_WORK REQUEST_
What is expected is a word-for-word copy of all the entries.

[MATERIAL FOR THIS TASK — start]

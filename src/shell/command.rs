//! External command execution.
//!
//! Commands are spawned directly (no intermediate shell) using the
//! executable path resolved by the tool probe.

use crate::error::{BuildError, Result};
use std::ffi::OsStr;
use std::path::{Path, PathBuf};
use std::process::{Command, Stdio};
use std::time::Instant;

/// Exit code reported when a command cannot be started at all.
pub const SPAWN_FAILURE_CODE: i32 = 1;

/// Result of executing an external command.
#[derive(Debug, Clone)]
pub struct CommandResult {
    /// Exit code (None if killed by signal).
    pub exit_code: Option<i32>,

    /// Standard output, when captured.
    pub stdout: Option<String>,

    /// Whether command succeeded (exit code 0).
    pub success: bool,
}

/// Options for command execution.
#[derive(Debug, Clone, Default)]
pub struct CommandOptions {
    /// Working directory.
    pub cwd: Option<PathBuf>,

    /// Capture stdout (if false, inherits from parent).
    pub capture_stdout: bool,

    /// Discard stderr (if false, inherits from parent).
    pub discard_stderr: bool,

    /// Inherit stdin so the command can prompt the user.
    pub interactive: bool,
}

/// Execute a command.
///
/// # Errors
///
/// Returns `CommandFailed` with no exit code if the process could not be
/// spawned. A process that runs and exits non-zero is an `Ok` result.
pub fn execute(program: &Path, args: &[&str], options: &CommandOptions) -> Result<CommandResult> {
    let start = Instant::now();
    let command_line = describe(program, args);

    let mut cmd = Command::new(program);
    cmd.args(args);

    if let Some(cwd) = &options.cwd {
        cmd.current_dir(cwd);
    }

    cmd.stdin(if options.interactive {
        Stdio::inherit()
    } else {
        Stdio::null()
    });
    cmd.stdout(if options.capture_stdout {
        Stdio::piped()
    } else {
        Stdio::inherit()
    });
    cmd.stderr(if options.discard_stderr {
        Stdio::null()
    } else {
        Stdio::inherit()
    });

    tracing::debug!("Running: {}", command_line);

    let output = cmd.output().map_err(|e| {
        tracing::debug!("Failed to start '{}': {}", command_line, e);
        BuildError::CommandFailed {
            command: command_line.clone(),
            code: None,
        }
    })?;

    tracing::debug!(
        "'{}' exited with {:?} after {:?}",
        command_line,
        output.status.code(),
        start.elapsed()
    );

    let stdout = options
        .capture_stdout
        .then(|| String::from_utf8_lossy(&output.stdout).to_string());

    Ok(CommandResult {
        exit_code: output.status.code(),
        stdout,
        success: output.status.success(),
    })
}

/// Run a command quietly and return its trimmed stdout.
///
/// Stderr is discarded. Returns `None` if the command is missing, can't be
/// started, or exits non-zero; this never fails.
pub fn run_silent(program: &Path, args: &[&str]) -> Option<String> {
    let options = CommandOptions {
        capture_stdout: true,
        discard_stderr: true,
        ..Default::default()
    };

    match execute(program, args, &options) {
        Ok(result) if result.success => result.stdout.map(|s| s.trim().to_string()),
        Ok(_) => None,
        Err(e) => {
            tracing::debug!("{}", e);
            None
        }
    }
}

/// Run a command with its output visible to the user and return the exit code.
///
/// Returns [`SPAWN_FAILURE_CODE`] if the command can't be started or was
/// terminated by a signal.
pub fn run_visible(program: &Path, args: &[&str], cwd: &Path) -> i32 {
    let options = CommandOptions {
        cwd: Some(cwd.to_path_buf()),
        interactive: true,
        ..Default::default()
    };

    match execute(program, args, &options) {
        Ok(result) => result.exit_code.unwrap_or(SPAWN_FAILURE_CODE),
        Err(e) => {
            tracing::warn!("{}", e);
            SPAWN_FAILURE_CODE
        }
    }
}

/// Human-readable form of a command line, used in logs and errors.
pub fn describe(program: &Path, args: &[&str]) -> String {
    let name = program
        .file_name()
        .unwrap_or_else(|| OsStr::new(""))
        .to_string_lossy();
    if args.is_empty() {
        name.to_string()
    } else {
        format!("{} {}", name, args.join(" "))
    }
}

[MATERIAL FOR THIS TASK — finish]

_SOLUTION FOR THIS PROBLEM_
filename src/shell/command.rs
//! External command execution.
//!
//! Commands are spawned directly (no intermediate shell) using the
//! executable path resolved by the tool probe.

use crate::error::{BuildError, Result};
use std::ffi::OsStr;
use std::path::{Path, PathBuf};
use std::process::{Command, Stdio};
use std::time::Instant;

/// Exit code reported when a command cannot be started at all.
pub const SPAWN_FAILURE_CODE: i32 = 1;

/// Result of executing an external command.
#[derive(Debug, Clone)]
pub struct CommandResult {
    /// Exit code (None if killed by signal).
    pub exit_code: Option<i32>,

    /// Standard output, when captured.
    pub stdout: Option<String>,

    /// Whether command succeeded (exit code 0).
    pub success: bool,
}

/// Options for command execution.
#[derive(Debug, Clone, Default)]
pub struct CommandOptions {
    /// Working directory.
    pub cwd: Option<PathBuf>,

    /// Capture stdout (if false, inherits from parent).
    pub capture_stdout: bool,

    /// Discard stderr (if false, inherits from parent).
    pub discard_stderr: bool,

    /// Inherit stdin so the command can prompt the user.
    pub interactive: bool,
}

/// Execute a command.
///
/// # Errors
///
/// Returns `CommandFailed` with no exit code if the process could not be
/// spawned. A process that runs and exits non-zero is an `Ok` result.
pub fn execute(program: &Path, args: &[&str], options: &CommandOptions) -> Result<CommandResult> {
    let start = Instant::now();
    let command_line = describe(program, args);

    let mut cmd = Command::new(program);
    cmd.args(args);

    if let Some(cwd) = &options.cwd {
        cmd.current_dir(cwd);
    }

    cmd.stdin(if options.interactive {
        Stdio::inherit()
    } else {
        Stdio::null()
    });
    cmd.stdout(if options.capture_stdout {
        Stdio::piped()
    } else {
        Stdio::inherit()
    });
    cmd.stderr(if options.discard_stderr {
        Stdio::null()
    } else {
        Stdio::inherit()
    });

    tracing::debug!("Running: {}", command_line);

    let output = cmd.output().map_err(|e| {
        tracing::debug!("Failed to start '{}': {}", command_line, e);
        BuildError::CommandFailed {
            command: command_line.clone(),
            code: None,
        }
    })?;

    tracing::debug!(
        "'{}' exited with {:?} after {:?}",
        command_line,
        output.status.code(),
        start.elapsed()
    );

    let stdout = options
        .capture_stdout
        .then(|| String::from_utf8_lossy(&output.stdout).to_string());

    Ok(CommandResult {
        exit_code: output.status.code(),
        stdout,
        success: output.status.success(),
    })
}

/// Run a command quietly and return its trimmed stdout.
///
/// Stderr is discarded. Returns `None` if the command is missing, can't be
/// started, or exits non-zero; this never fails.
pub fn run_silent(program: &Path, args: &[&str]) -> Option<String> {
    let options = CommandOptions {
        capture_stdout: true,
        discard_stderr: true,
        ..Default::default()
    };

    match execute(program, args, &options) {
        Ok(result) if result.success => result.stdout.map(|s| s.trim().to_string()),
        Ok(_) => None,
        Err(e) => {
            tracing::debug!("{}", e);
            None
        }
    }
}

/// Run a command with its output visible to the user and return the exit code.
///
/// Returns [`SPAWN_FAILURE_CODE`] if the command can't be started or was
/// terminated by a signal.
pub fn run_visible(program: &Path, args: &[&str], cwd: &Path) -> i32 {
    let options = CommandOptions {
        cwd: Some(cwd.to_path_buf()),
        interactive: true,
        ..Default::default()
    };

    match execute(program, args, &options) {
        Ok(result) => result.exit_code.unwrap_or(SPAWN_FAILURE_CODE),
        Err(e) => {
            tracing::warn!("{}", e);
            SPAWN_FAILURE_CODE
        }
    }
}

/// Human-readable form of a command line, used in logs and errors.
pub fn describe(program: &Path, args: &[&str]) -> String {
    let name = program
        .file_name()
        .unwrap_or_else(|| OsStr::new(""))
        .to_string_lossy();
    if args.is_empty() {
        name.to_string()
    } else {
        format!("{} {}", name, args.join(" "))
    }
}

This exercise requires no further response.